Estate, Gift, and Generation-Skipping Transfer Tax: The lifetime estate, gift, and generation-skipping transfer tax exemptions would be doubled to $11 million for individuals and $22 million for married couples, indexed annually for inflation. The exemption amounts would revert to current levels after 2025.
State and Local Tax Deduction: Individual taxpayers could deduct up to an aggregate of $10,000 of state and local property, income, and sales taxes.
Interest Deductibility: Interest deductions would be limited to 30% of a company’s earnings before interest, tax, depreciation, and amortization (EBITDA) for 4 years. After that, the bill would limit the deduction to 30% of earnings before interest and taxes (EBIT). However, this limitation does not apply to businesses with average annual gross receipts not exceeding $25 million.
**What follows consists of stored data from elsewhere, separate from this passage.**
//! # linekv: a persistent, transactional key-value store
//!
//! linekv speaks a line-oriented text command protocol (SET, GET, BEGIN,
//! COMMIT, ROLLBACK) over HTTP and applies commands against a durable
//! single-writer store. It provides:
//!
//! - **Typed values**: integers, booleans, strings, and a Nil sentinel,
//!   with parsing and rendering that mirror each other exactly
//! - **Durability**: the whole store is one serialized image, replaced
//!   atomically under an exclusive cross-process lock
//! - **Per-client transactions**: optimistic concurrency with read-set
//!   validation at commit, persisted across crashes
//! - **A faithful wire format**: quoting and escaping rules shared by
//!   responses and errors
//!
//! # Usage
//!
//! ```bash
//! linekv --listen-addr 127.0.0.1:4400 --data-dir ./data
//! ```

// Core modules
pub mod command;
pub mod protocol;
pub mod server;
pub mod storage;
pub mod txn;

// Re-export main types at crate root for convenience
pub use command::{Command, CommandError, CommandProcessor};
pub use protocol::{Outcome, Value};
pub use server::{LinekvServer, ServerConfig};
pub use storage::DurableStore;
pub use txn::TxnManager;
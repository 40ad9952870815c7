//! The per-client transaction record and its on-disk form.

use std::collections::HashMap;

use crate::protocol::Value;
use crate::storage::codec;
use crate::storage::StorageResult;

/// State of one active transaction.
///
/// `reads` maps each key to the value observed at its first read, with Nil
/// marking a key that was absent; commit validates these observations.
/// `writes` holds the pending updates applied on commit.
#[derive(Clone, Debug, Default, PartialEq, Eq)]
pub struct TxnRecord {
    /// Value observed at the first read of each key (Nil for absent).
    pub reads: HashMap<String, Value>,

    /// Pending updates, applied to storage on commit.
    pub writes: HashMap<String, Value>,

    /// Pre-images of written keys. Carried in the on-disk format for richer
    /// conflict reporting; no current operation populates it.
    pub original_values: HashMap<String, Value>,
}

impl TxnRecord {
    pub fn new() -> Self {
        Self::default()
    }

    /// Serializes the record into the length-prefixed binary form used for
    /// the per-client transaction files.
    pub fn encode(&self) -> Vec<u8> {
        let mut buf = Vec::new();
        codec::encode_map(&self.reads, &mut buf);
        codec::encode_map(&self.writes, &mut buf);
        codec::encode_map(&self.original_values, &mut buf);
        buf
    }

    /// Decodes a record previously produced by [`encode`](Self::encode).
    pub fn decode(data: &[u8]) -> StorageResult<Self> {
        let mut offset = 0;
        let reads = codec::decode_map(data, &mut offset)?;
        let writes = codec::decode_map(data, &mut offset)?;
        let original_values = codec::decode_map(data, &mut offset)?;
        Ok(Self {
            reads,
            writes,
            original_values,
        })
    }
}
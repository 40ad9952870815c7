//! Transaction engine: per-client read/write sets with optimistic
//! validation at commit.
//!
//! Each client holds at most one transaction at a time. A transaction
//! buffers writes and records the first observation of every key it reads;
//! commit revalidates those observations against the committed store and
//! applies the buffered writes one by one. Records are persisted to
//! per-client files after every mutating operation, so a crash leaves the
//! transaction active rather than lost.

pub mod manager;
pub mod record;

pub use manager::TxnManager;
pub use record::TxnRecord;

use thiserror::Error;

use crate::storage::StorageError;

/// Transaction engine errors. The display text of the protocol-level
/// variants is exactly what reaches the wire.
#[derive(Debug, Error)]
pub enum TxnError {
    /// BEGIN issued by a client already in a transaction.
    #[error("Already in transaction")]
    AlreadyInTransaction,

    /// COMMIT issued by a client with no active transaction.
    #[error("no_transaction")]
    NoTransaction,

    /// ROLLBACK issued by a client with no active transaction.
    #[error("No active transaction")]
    NoActiveTransaction,

    /// A read-set key had a different committed value at commit time.
    #[error("Atomicity failure ({0})")]
    AtomicityFailure(String),

    /// Client id unusable as a transaction-record file name.
    #[error("Invalid command")]
    InvalidClientId(String),

    #[error(transparent)]
    Storage(#[from] StorageError),
}

pub type TxnResult<T> = Result<T, TxnError>;
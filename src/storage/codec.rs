//! Length-prefixed binary encoding for values and key-value maps.
//!
//! The format is shared by the store image and the transaction record
//! files: a map is a little-endian u32 entry count followed by entries of
//! `{u32 key_len, key bytes, value}`, where a value is a tag byte and its
//! payload. Decoding is bounds-checked throughout; a short or malformed
//! buffer is a serialization error, never a panic.

use std::collections::HashMap;

use crate::protocol::Value;

use super::{StorageError, StorageResult};

const TAG_NIL: u8 = 0x00;
const TAG_INTEGER: u8 = 0x01;
const TAG_BOOLEAN: u8 = 0x02;
const TAG_STRING: u8 = 0x03;

/// Appends the encoding of one value to `buf`.
pub fn encode_value(value: &Value, buf: &mut Vec<u8>) {
    match value {
        Value::Nil => buf.push(TAG_NIL),
        Value::Integer(n) => {
            buf.push(TAG_INTEGER);
            buf.extend_from_slice(&n.to_le_bytes());
        }
        Value::Boolean(b) => {
            buf.push(TAG_BOOLEAN);
            buf.push(*b as u8);
        }
        Value::String(s) => {
            buf.push(TAG_STRING);
            put_bytes(s.as_bytes(), buf);
        }
    }
}

/// Decodes one value starting at `*offset`, advancing it past the payload.
pub fn decode_value(data: &[u8], offset: &mut usize) -> StorageResult<Value> {
    let tag = take_slice(data, offset, 1)?[0];
    match tag {
        TAG_NIL => Ok(Value::Nil),
        TAG_INTEGER => {
            let bytes: [u8; 8] = take_slice(data, offset, 8)?.try_into().unwrap();
            Ok(Value::Integer(i64::from_le_bytes(bytes)))
        }
        TAG_BOOLEAN => {
            let byte = take_slice(data, offset, 1)?[0];
            Ok(Value::Boolean(byte != 0))
        }
        TAG_STRING => Ok(Value::String(take_string(data, offset)?)),
        other => Err(StorageError::Serialization(format!(
            "unknown value tag {:#04x}",
            other
        ))),
    }
}

/// Appends the encoding of a whole key-value map to `buf`.
pub fn encode_map(map: &HashMap<String, Value>, buf: &mut Vec<u8>) {
    buf.extend_from_slice(&(map.len() as u32).to_le_bytes());
    for (key, value) in map {
        put_bytes(key.as_bytes(), buf);
        encode_value(value, buf);
    }
}

/// Decodes a whole key-value map starting at `*offset`.
pub fn decode_map(data: &[u8], offset: &mut usize) -> StorageResult<HashMap<String, Value>> {
    let count = take_u32(data, offset)? as usize;
    let mut map = HashMap::new();
    for _ in 0..count {
        let key = take_string(data, offset)?;
        let value = decode_value(data, offset)?;
        map.insert(key, value);
    }
    Ok(map)
}

fn put_bytes(bytes: &[u8], buf: &mut Vec<u8>) {
    buf.extend_from_slice(&(bytes.len() as u32).to_le_bytes());
    buf.extend_from_slice(bytes);
}

fn take_slice<'a>(data: &'a [u8], offset: &mut usize, len: usize) -> StorageResult<&'a [u8]> {
    let end = offset
        .checked_add(len)
        .filter(|end| *end <= data.len())
        .ok_or_else(|| StorageError::Serialization("truncated image".to_string()))?;
    let slice = &data[*offset..end];
    *offset = end;
    Ok(slice)
}

fn take_u32(data: &[u8], offset: &mut usize) -> StorageResult<u32> {
    let bytes: [u8; 4] = take_slice(data, offset, 4)?.try_into().unwrap();
    Ok(u32::from_le_bytes(bytes))
}

fn take_string(data: &[u8], offset: &mut usize) -> StorageResult<String> {
    let len = take_u32(data, offset)? as usize;
    let bytes = take_slice(data, offset, len)?;
    String::from_utf8(bytes.to_vec())
        .map_err(|e| StorageError::Serialization(format!("invalid UTF-8: {}", e)))
}
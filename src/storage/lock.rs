//! Store lock sentinel: a file whose exclusive creation expresses mutual
//! exclusion across every process sharing the backing directory.
//!
//! Acquisition retries indefinitely; a sentinel left behind by a crashed
//! holder therefore blocks all future operations until removed by an
//! operator, which the periodic warning makes visible.

use std::fs::{self, OpenOptions};
use std::io::ErrorKind;
use std::path::{Path, PathBuf};
use std::thread;
use std::time::Duration;

use tracing::{debug, warn};

use super::StorageResult;

/// Backoff between acquisition attempts while another holder exists.
const RETRY_INTERVAL: Duration = Duration::from_millis(10);

/// Failed attempts between "still waiting" warnings (about 5 seconds).
const WARN_EVERY: u32 = 500;

/// Exclusive hold on the store, released when dropped.
pub struct StoreLock {
    path: PathBuf,
}

impl StoreLock {
    /// Blocks until the sentinel at `path` could be created exclusively.
    pub fn acquire(path: &Path) -> StorageResult<Self> {
        let mut attempts: u32 = 0;
        loop {
            match OpenOptions::new().write(true).create_new(true).open(path) {
                Ok(_) => {
                    if attempts > 0 {
                        debug!("Acquired store lock after {} attempt(s)", attempts + 1);
                    }
                    return Ok(Self {
                        path: path.to_path_buf(),
                    });
                }
                Err(e) if e.kind() == ErrorKind::AlreadyExists => {
                    attempts += 1;
                    if attempts % WARN_EVERY == 0 {
                        warn!(
                            "Still waiting for store lock at {:?} after {} attempts; \
                             a stale sentinel from a crashed holder must be removed manually",
                            path, attempts
                        );
                    }
                    thread::sleep(RETRY_INTERVAL);
                }
                Err(e) => return Err(e.into()),
            }
        }
    }
}

impl Drop for StoreLock {
    fn drop(&mut self) {
        if let Err(e) = fs::remove_file(&self.path) {
            warn!("Failed to remove store lock sentinel {:?}: {}", self.path, e);
        }
    }
}

#[cfg(test)]
mod tests {
    use super::*;
    use std::time::Instant;
    use tempfile::TempDir;

    #[test]
    fn test_acquire_creates_and_drop_removes_sentinel() {
        let dir = TempDir::new().unwrap();
        let path = dir.path().join("storage.lock");

        let lock = StoreLock::acquire(&path).unwrap();
        assert!(path.exists());

        drop(lock);
        assert!(!path.exists());
    }

    #[test]
    fn test_contender_waits_for_release() {
        let dir = TempDir::new().unwrap();
        let path = dir.path().join("storage.lock");
        let hold = Duration::from_millis(60);

        let lock = StoreLock::acquire(&path).unwrap();
        let contender = {
            let path = path.clone();
            thread::spawn(move || {
                let started = Instant::now();
                let _lock = StoreLock::acquire(&path).unwrap();
                started.elapsed()
            })
        };

        thread::sleep(hold);
        drop(lock);

        let waited = contender.join().unwrap();
        assert!(waited >= Duration::from_millis(40), "waited {:?}", waited);
    }
}
//! Response formatting: protocol-faithful rendering of outcomes and errors.
//!
//! Rendering is the inverse of parsing. A string is quoted whenever writing
//! it bare would change how it parses back: it contains a space, looks like
//! a digit run, collides with a reserved token, or carries a quote.

use std::fmt;

use super::value::{is_digit_run, is_reserved};
use super::{Outcome, Value};

/// Renders a single value into its wire form.
pub fn render(value: &Value) -> String {
    match value {
        Value::Nil => "NIL".to_string(),
        Value::Boolean(true) => "TRUE".to_string(),
        Value::Boolean(false) => "FALSE".to_string(),
        Value::Integer(n) => n.to_string(),
        Value::String(s) => {
            if needs_quoting(s) {
                quote(s)
            } else {
                s.clone()
            }
        }
    }
}

fn needs_quoting(s: &str) -> bool {
    s.contains(' ') || is_digit_run(s) || is_reserved(s) || s.contains('"')
}

/// Wraps `s` in quotes, escaping each inner `"` as `\"`. No other escapes.
fn quote(s: &str) -> String {
    format!("\"{}\"", s.replace('"', "\\\""))
}

/// Renders a successful outcome.
pub fn format_success(outcome: &Outcome) -> String {
    match outcome {
        Outcome::Set { old, new } => format!("{} {}", render(old), render(new)),
        Outcome::Single(value) => render(value),
        Outcome::Ok => "OK".to_string(),
    }
}

/// Renders an error as `ERR "<message>"`, escaping inner quotes.
pub fn format_error<E: fmt::Display>(error: &E) -> String {
    format!("ERR {}", quote(&error.to_string()))
}
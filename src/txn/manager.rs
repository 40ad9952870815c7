//! The transaction manager: registry, persistence, and commit validation.
//!
//! The manager fronts the durable store for every data operation. Outside a
//! transaction, get and set pass straight through; inside one, they work
//! against the client's record. The in-memory registry is a cache over the
//! record files under `transactions/`, which remain the durable source of
//! truth: records are reloaded at startup and on registry misses, so a
//! transaction survives a crash or a process handover.

use std::fs;
use std::io::ErrorKind;
use std::path::{Path, PathBuf};
use std::sync::Arc;

use dashmap::DashMap;
use tracing::{debug, info, warn};

use crate::protocol::Value;
use crate::storage::{DurableStore, StorageError};

use super::record::TxnRecord;
use super::{TxnError, TxnResult};

/// Directory under the data dir holding per-client record files.
const TXN_DIR: &str = "transactions";

/// Extension of per-client record files.
const TXN_EXT: &str = "transaction";

/// Coordinates every client's transaction state against one store.
pub struct TxnManager {
    store: Arc<DurableStore>,
    txn_dir: PathBuf,

    /// Active transactions by client id; a cache over the record files.
    records: DashMap<String, TxnRecord>,
}

impl TxnManager {
    /// Opens the manager rooted at `data_dir`, reloading any in-flight
    /// transaction records left by a previous process.
    pub fn open(data_dir: &Path, store: Arc<DurableStore>) -> TxnResult<Arc<Self>> {
        let txn_dir = data_dir.join(TXN_DIR);
        fs::create_dir_all(&txn_dir).map_err(StorageError::from)?;

        let manager = Arc::new(Self {
            store,
            txn_dir,
            records: DashMap::new(),
        });
        manager.recover();
        Ok(manager)
    }

    /// Starts a transaction for `client`.
    pub fn begin(&self, client: &str) -> TxnResult<()> {
        Self::validate_client(client)?;
        if self.is_active(client) {
            return Err(TxnError::AlreadyInTransaction);
        }
        let record = TxnRecord::new();
        self.persist(client, &record)?;
        self.records.insert(client.to_string(), record);
        debug!("Client {:?} began a transaction", client);
        Ok(())
    }

    /// Validates the read set and applies the write set.
    ///
    /// Validation reads each observed key back through the store; the first
    /// key whose committed value differs aborts the commit, and the record
    /// is retained so the client can still roll back. On success the writes
    /// are applied one by one (each individually atomic, the group not) and
    /// the record is destroyed.
    pub fn commit(&self, client: &str) -> TxnResult<()> {
        Self::validate_client(client)?;
        if !self.is_active(client) {
            return Err(TxnError::NoTransaction);
        }
        // Clone out of the registry so no shard lock is held across store I/O.
        let record = match self.records.get(client) {
            Some(record) => record.value().clone(),
            None => return Err(TxnError::NoTransaction),
        };

        for (key, observed) in &record.reads {
            let current = Value::from(self.store.get(key)?);
            if current != *observed {
                debug!(
                    "Commit validation failed for client {:?} on key {:?}",
                    client, key
                );
                return Err(TxnError::AtomicityFailure(key.clone()));
            }
        }

        for (key, value) in &record.writes {
            self.store.set(key, value.clone())?;
        }

        self.records.remove(client);
        self.remove_record_file(client);
        debug!(
            "Client {:?} committed {} write(s)",
            client,
            record.writes.len()
        );
        Ok(())
    }

    /// Discards the client's transaction without touching the store.
    pub fn rollback(&self, client: &str) -> TxnResult<()> {
        Self::validate_client(client)?;
        if !self.is_active(client) {
            return Err(TxnError::NoActiveTransaction);
        }
        self.records.remove(client);
        self.remove_record_file(client);
        debug!("Client {:?} rolled back", client);
        Ok(())
    }

    /// Reads `key` on behalf of `client`.
    ///
    /// Inside a transaction a pending write wins; otherwise the committed
    /// value is returned and the first such observation is recorded into
    /// the read set. Without a transaction this is a plain store read.
    pub fn get(&self, client: &str, key: &str) -> TxnResult<Option<Value>> {
        Self::validate_client(client)?;
        if !self.is_active(client) {
            return Ok(self.store.get(key)?);
        }

        if let Some(record) = self.records.get(client) {
            if let Some(pending) = record.writes.get(key) {
                return Ok(Some(pending.clone()));
            }
        }

        let observed = self.store.get(key)?;
        if let Some(mut record) = self.records.get_mut(client) {
            if !record.reads.contains_key(key) && !record.writes.contains_key(key) {
                record
                    .reads
                    .insert(key.to_string(), Value::from(observed.clone()));
                self.persist(client, &record)?;
            }
        }
        Ok(observed)
    }

    /// Writes `key` on behalf of `client`, returning the previous value.
    ///
    /// Inside a transaction the write is buffered and the reported previous
    /// value is the *committed* one, read fresh from the store. Without a
    /// transaction this is a plain store write.
    pub fn set(&self, client: &str, key: &str, value: Value) -> TxnResult<Option<Value>> {
        Self::validate_client(client)?;
        if !self.is_active(client) {
            return Ok(self.store.set(key, value)?);
        }

        let old = self.store.get(key)?;
        if let Some(mut record) = self.records.get_mut(client) {
            record.writes.insert(key.to_string(), value);
            self.persist(client, &record)?;
        }
        Ok(old)
    }

    /// Rejects client ids that cannot safely name a record file. The id is
    /// caller-supplied and unauthenticated; a path separator or parent
    /// component would place the record outside the transactions directory.
    fn validate_client(client: &str) -> TxnResult<()> {
        if client == ".." || client.contains(['/', '\\', '\0']) {
            return Err(TxnError::InvalidClientId(client.to_string()));
        }
        Ok(())
    }

    /// Whether `client` has an active transaction, consulting the record
    /// file when the registry has no entry.
    fn is_active(&self, client: &str) -> bool {
        if self.records.contains_key(client) {
            return true;
        }
        let path = self.record_path(client);
        let Ok(bytes) = fs::read(&path) else {
            return false;
        };
        match TxnRecord::decode(&bytes) {
            Ok(record) => {
                self.records.insert(client.to_string(), record);
                true
            }
            Err(e) => {
                warn!("Ignoring undecodable transaction record {:?}: {}", path, e);
                false
            }
        }
    }

    /// Reloads every record file into the registry.
    fn recover(&self) {
        let entries = match fs::read_dir(&self.txn_dir) {
            Ok(entries) => entries,
            Err(_) => return,
        };

        let mut recovered = 0usize;
        for entry in entries.flatten() {
            let path = entry.path();
            if path.extension().and_then(|e| e.to_str()) != Some(TXN_EXT) {
                continue;
            }
            let Some(client) = path.file_stem().and_then(|s| s.to_str()) else {
                continue;
            };
            match fs::read(&path).map_err(StorageError::from).and_then(|bytes| TxnRecord::decode(&bytes)) {
                Ok(record) => {
                    self.records.insert(client.to_string(), record);
                    recovered += 1;
                }
                Err(e) => warn!("Skipping undecodable transaction record {:?}: {}", path, e),
            }
        }
        if recovered > 0 {
            info!("Recovered {} in-flight transaction(s)", recovered);
        }
    }

    fn record_path(&self, client: &str) -> PathBuf {
        // The join cannot escape txn_dir: validate_client has already
        // rejected separators and parent components.
        self.txn_dir.join(format!("{}.{}", client, TXN_EXT))
    }

    /// Flushes the record to its per-client file. Called after every
    /// mutating operation so a crash leaves the transaction active.
    fn persist(&self, client: &str, record: &TxnRecord) -> TxnResult<()> {
        fs::write(self.record_path(client), record.encode()).map_err(StorageError::from)?;
        Ok(())
    }

    fn remove_record_file(&self, client: &str) {
        let path = self.record_path(client);
        if let Err(e) = fs::remove_file(&path) {
            if e.kind() != ErrorKind::NotFound {
                warn!("Failed to remove transaction record {:?}: {}", path, e);
            }
        }
    }
}
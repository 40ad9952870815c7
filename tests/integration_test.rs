//! Integration tests for linekv
//! Drives full command lines through the processor and asserts on the
//! exact wire text produced by the formatter.

use std::sync::Arc;

use tempfile::TempDir;

use linekv::protocol::response::{format_error, format_success};
use linekv::CommandProcessor;

/// Opens a processor over a fresh data directory. The TempDir is returned
/// to keep it alive for the lifetime of the test.
fn setup() -> (Arc<CommandProcessor>, TempDir) {
    let dir = TempDir::new().expect("Failed to create temp directory");
    let processor = CommandProcessor::open(dir.path()).expect("Failed to open processor");
    (processor, dir)
}

/// Runs one command line for `client` and returns the wire text, success
/// or error.
fn run(processor: &CommandProcessor, line: &str, client: &str) -> Result<String, String> {
    processor
        .parse_and_execute(line, client)
        .map(|outcome| format_success(&outcome))
        .map_err(|error| format_error(&error))
}

// ============================================================================
// Single-client command flows
// ============================================================================

#[test]
fn test_set_and_get_integer() {
    let (processor, _dir) = setup();

    assert_eq!(run(&processor, "SET number_key 42", "a").unwrap(), "NIL 42");
    assert_eq!(run(&processor, "GET number_key", "a").unwrap(), "42");
}

#[test]
fn test_set_and_get_quoted_string() {
    let (processor, _dir) = setup();

    assert_eq!(
        run(&processor, "SET quoted_key \"hello world\"", "a").unwrap(),
        "NIL \"hello world\""
    );
    assert_eq!(
        run(&processor, "GET quoted_key", "a").unwrap(),
        "\"hello world\""
    );
}

#[test]
fn test_set_reports_old_and_new_booleans() {
    let (processor, _dir) = setup();

    assert_eq!(run(&processor, "SET bool_key TRUE", "a").unwrap(), "NIL TRUE");
    assert_eq!(
        run(&processor, "SET bool_key FALSE", "a").unwrap(),
        "TRUE FALSE"
    );
}

#[test]
fn test_get_missing_key_is_nil() {
    let (processor, _dir) = setup();
    assert_eq!(run(&processor, "GET never_set", "a").unwrap(), "NIL");
}

#[test]
fn test_digit_string_round_trips_quoted() {
    let (processor, _dir) = setup();

    assert_eq!(run(&processor, "SET k \"42\"", "a").unwrap(), "NIL \"42\"");
    assert_eq!(run(&processor, "GET k", "a").unwrap(), "\"42\"");
}

// ============================================================================
// Error responses
// ============================================================================

#[test]
fn test_numeric_key_is_rejected() {
    let (processor, _dir) = setup();
    assert_eq!(
        run(&processor, "SET 123 value", "a").unwrap_err(),
        "ERR \"Value 123 is not valid as key\""
    );
}

#[test]
fn test_nil_value_is_rejected() {
    let (processor, _dir) = setup();
    assert_eq!(
        run(&processor, "SET test_key NIL", "a").unwrap_err(),
        "ERR \"Cannot SET key to NIL\""
    );
}

#[test]
fn test_commit_without_transaction() {
    let (processor, _dir) = setup();
    assert_eq!(
        run(&processor, "COMMIT", "a").unwrap_err(),
        "ERR \"no_transaction\""
    );
}

#[test]
fn test_rollback_without_transaction() {
    let (processor, _dir) = setup();
    assert_eq!(
        run(&processor, "ROLLBACK", "a").unwrap_err(),
        "ERR \"No active transaction\""
    );
}

#[test]
fn test_unclosed_string_is_rejected() {
    let (processor, _dir) = setup();
    assert_eq!(
        run(&processor, "SET k \"dangling", "a").unwrap_err(),
        "ERR \"Unclosed string\""
    );
}

#[test]
fn test_malformed_lines_are_invalid_commands() {
    let (processor, _dir) = setup();
    for line in ["", "NOPE", "SET only_key", "GET k extra"] {
        assert_eq!(
            run(&processor, line, "a").unwrap_err(),
            "ERR \"Invalid command\"",
            "line {:?}",
            line
        );
    }
}

#[test]
fn test_path_traversal_client_id_is_rejected() {
    let (processor, dir) = setup();

    // The client id names the transaction-record file; ids that could
    // reach outside the transactions directory are refused outright.
    assert_eq!(
        run(&processor, "BEGIN", "../../../../tmp/pwned").unwrap_err(),
        "ERR \"Invalid command\""
    );
    assert_eq!(
        run(&processor, "SET k v", "../sneaky").unwrap_err(),
        "ERR \"Invalid command\""
    );
    assert_eq!(
        run(&processor, "GET k", "..").unwrap_err(),
        "ERR \"Invalid command\""
    );

    // No record file was written anywhere, inside the layout or out.
    assert_eq!(
        std::fs::read_dir(dir.path().join("transactions"))
            .unwrap()
            .count(),
        0
    );
    assert!(!dir.path().join("sneaky.transaction").exists());
}

// ============================================================================
// Transactions across clients
// ============================================================================

#[test]
fn test_transaction_isolation_until_commit() {
    let (processor, _dir) = setup();

    assert_eq!(run(&processor, "BEGIN", "a").unwrap(), "OK");
    assert_eq!(run(&processor, "SET tx_key v", "a").unwrap(), "NIL v");

    // The buffered write is invisible to another client.
    assert_eq!(run(&processor, "GET tx_key", "b").unwrap(), "NIL");

    assert_eq!(run(&processor, "COMMIT", "a").unwrap(), "OK");
    assert_eq!(run(&processor, "GET tx_key", "b").unwrap(), "v");
}

#[test]
fn test_atomicity_failure_on_conflicting_write() {
    let (processor, _dir) = setup();

    assert_eq!(
        run(&processor, "SET atomic_key initial", "a").unwrap(),
        "NIL initial"
    );
    assert_eq!(run(&processor, "BEGIN", "a").unwrap(), "OK");
    assert_eq!(run(&processor, "GET atomic_key", "a").unwrap(), "initial");

    // Client b commits a competing value while a's transaction is open.
    assert_eq!(
        run(&processor, "SET atomic_key modified", "b").unwrap(),
        "initial modified"
    );

    assert_eq!(
        run(&processor, "COMMIT", "a").unwrap_err(),
        "ERR \"Atomicity failure (atomic_key)\""
    );
}

#[test]
fn test_begin_inside_transaction_fails() {
    let (processor, _dir) = setup();
    assert_eq!(run(&processor, "BEGIN", "a").unwrap(), "OK");
    assert_eq!(
        run(&processor, "BEGIN", "a").unwrap_err(),
        "ERR \"Already in transaction\""
    );
}

#[test]
fn test_transaction_reads_its_own_writes() {
    let (processor, _dir) = setup();
    run(&processor, "SET k committed", "a").unwrap();

    assert_eq!(run(&processor, "BEGIN", "a").unwrap(), "OK");
    assert_eq!(run(&processor, "SET k pending", "a").unwrap(), "committed pending");
    assert_eq!(run(&processor, "GET k", "a").unwrap(), "pending");

    assert_eq!(run(&processor, "ROLLBACK", "a").unwrap(), "OK");
    assert_eq!(run(&processor, "GET k", "a").unwrap(), "committed");
}

#[test]
fn test_disjoint_transactions_both_commit() {
    let (processor, _dir) = setup();

    run(&processor, "BEGIN", "a").unwrap();
    run(&processor, "BEGIN", "b").unwrap();
    run(&processor, "SET ka 1", "a").unwrap();
    run(&processor, "SET kb 2", "b").unwrap();

    assert_eq!(run(&processor, "COMMIT", "a").unwrap(), "OK");
    assert_eq!(run(&processor, "COMMIT", "b").unwrap(), "OK");
    assert_eq!(run(&processor, "GET ka", "c").unwrap(), "1");
    assert_eq!(run(&processor, "GET kb", "c").unwrap(), "2");
}

// ============================================================================
// Durability
// ============================================================================

#[test]
fn test_committed_values_survive_reopen() {
    let dir = TempDir::new().unwrap();
    {
        let processor = CommandProcessor::open(dir.path()).unwrap();
        run(&processor, "SET k \"survives restart\"", "a").unwrap();
    }

    let processor = CommandProcessor::open(dir.path()).unwrap();
    assert_eq!(run(&processor, "GET k", "a").unwrap(), "\"survives restart\"");
}

#[test]
fn test_open_transaction_survives_reopen() {
    let dir = TempDir::new().unwrap();
    {
        let processor = CommandProcessor::open(dir.path()).unwrap();
        run(&processor, "BEGIN", "a").unwrap();
        run(&processor, "SET k pending", "a").unwrap();
    }

    let processor = CommandProcessor::open(dir.path()).unwrap();
    // The transaction is still active: BEGIN fails, and the pending write
    // is still there to commit.
    assert_eq!(
        run(&processor, "BEGIN", "a").unwrap_err(),
        "ERR \"Already in transaction\""
    );
    assert_eq!(run(&processor, "COMMIT", "a").unwrap(), "OK");
    assert_eq!(run(&processor, "GET k", "b").unwrap(), "pending");
}

// ============================================================================
// Concurrency
// ============================================================================

#[test]
fn test_parallel_clients_serialize_cleanly() {
    let (processor, _dir) = setup();
    let mut handles = Vec::new();

    for i in 0..4 {
        let processor = Arc::clone(&processor);
        handles.push(std::thread::spawn(move || {
            let client = format!("client-{}", i);
            for round in 0..5 {
                run(&processor, &format!("SET k{}_{} {}", i, round, round), &client).unwrap();
            }
        }));
    }
    for handle in handles {
        handle.join().unwrap();
    }

    for i in 0..4 {
        for round in 0..5 {
            assert_eq!(
                run(&processor, &format!("GET k{}_{}", i, round), "checker").unwrap(),
                round.to_string()
            );
        }
    }
}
Business Expensing: Full expensing of new and used capital investments would be permitted for 5 years. Section 179 expensing will also be made permanent.
Tax Credits: The bill does not materially modify the Low Income Housing or New Markets Tax Credit programs. For buildings owned or leased after January 1, 2018, Historic Tax Credits must be claimed over a 5 year period (currently, the full amount of the credit may be claimed in the year the credit is earned). The 5-year modification will generally not apply to buildings that were owned or leased prior to January 1, 2018.
Private Activity Bonds: Interest on private activity bonds remains tax-exempt.
International Tax: The international taxation regime would move toward a territorial system, and would include a base erosion and anti-abuse tax, which requires U.S. multinationals that make excessive deductible payments to their foreign affiliates to pay a 10% tax on their income without such deductions, after a one-year 5% transition rate. A new tax on global intangible low-taxed income would be imposed. Overseas profits would be taxed automatically at a 15.5% rate for cash assets and 8% rate for illiquid assets.
Alternative Minimum Tax: The individual AMT would be increased to apply to individuals earning more than $500,000 or joint filers earning $1 million. The corporate AMT would be repealed.
Mortgage Interest Deduction: The bill would preserve the deduction for existing mortgages and add a cap of $750,000 for newly purchased homes starting January 1, 2018. However, the deduction for interest on home equity loans would be suspended.
Child Tax Credit: The child tax credit would be increased to $2,000 per child with up to $1,400 of it being refundable and a higher income phased out would apply.
College Endowments: A 1.4% excise tax is imposed on the net investment income of private university and college endowments. The tax applies to schools with assets of more than $500,000 per student.
We will provide a more detailed analysis of the key provisions after (and if) the bill is signed into law.